[Your goal]
Write out every line from the listing below where the string "Debug" is found.

[Available data]

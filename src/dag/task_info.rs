// src/dag/task_info.rs

//! Task metadata and per-run state.

use crate::engine::TaskName;

/// Per-run state of a task (internal).
#[derive(Debug, Clone, Copy, PartialEq, Eq)]
pub enum RunState {
    /// Task takes part in this run but is waiting on dependencies.
    Pending,
    /// Dependencies are satisfied; the task sits in the ready queue.
    Ready,
    /// Task has been handed out by the scheduler.
    Running,
    /// Task completed successfully in this run.
    DoneSuccess,
    /// Task failed in this run (or was blocked by a failed/cancelled dependency).
    DoneFailed,
    /// Task was withdrawn before it was dispatched.
    Cancelled,
}

impl RunState {
    pub fn is_terminal(self) -> bool {
        matches!(
            self,
            RunState::DoneSuccess | RunState::DoneFailed | RunState::Cancelled
        )
    }
}

/// Public, read-only view of a task's per-run state.
#[derive(Debug, Clone, Copy, PartialEq, Eq)]
pub enum TaskRunState {
    /// The task is not participating in this run.
    NotInRun,
    Pending,
    Ready,
    Running,
    DoneSuccess,
    DoneFailed,
    Cancelled,
}

impl From<Option<RunState>> for TaskRunState {
    fn from(state: Option<RunState>) -> Self {
        match state {
            None => TaskRunState::NotInRun,
            Some(RunState::Pending) => TaskRunState::Pending,
            Some(RunState::Ready) => TaskRunState::Ready,
            Some(RunState::Running) => TaskRunState::Running,
            Some(RunState::DoneSuccess) => TaskRunState::DoneSuccess,
            Some(RunState::DoneFailed) => TaskRunState::DoneFailed,
            Some(RunState::Cancelled) => TaskRunState::Cancelled,
        }
    }
}

/// Static task information plus per-run state.
#[derive(Debug, Clone)]
pub struct TaskInfo {
    pub name: TaskName,
    /// Direct dependencies, explicit and discovered.
    pub deps: Vec<TaskName>,
    /// Per-run state (None if not participating in the current run).
    pub run_state: Option<RunState>,
}

impl TaskInfo {
    pub fn new(name: TaskName, deps: Vec<TaskName>) -> Self {
        Self {
            name,
            deps,
            run_state: None,
        }
    }
}

/// A task the scheduler hands out for dispatch.
#[derive(Debug, Clone, PartialEq, Eq)]
pub struct ScheduledTask {
    pub name: TaskName,
    pub deps: Vec<TaskName>,
    /// Position of this dispatch within the run, starting at 1.
    pub sequence: u64,
}

impl ScheduledTask {
    pub fn from_task_info(info: &TaskInfo, sequence: u64) -> Self {
        Self {
            name: info.name.clone(),
            deps: info.deps.clone(),
            sequence,
        }
    }
}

[Solution for this exercise]
#[derive(Debug, Clone, Copy, PartialEq, Eq)]
#[derive(Debug, Clone, Copy, PartialEq, Eq)]
#[derive(Debug, Clone)]
#[derive(Debug, Clone, PartialEq, Eq)]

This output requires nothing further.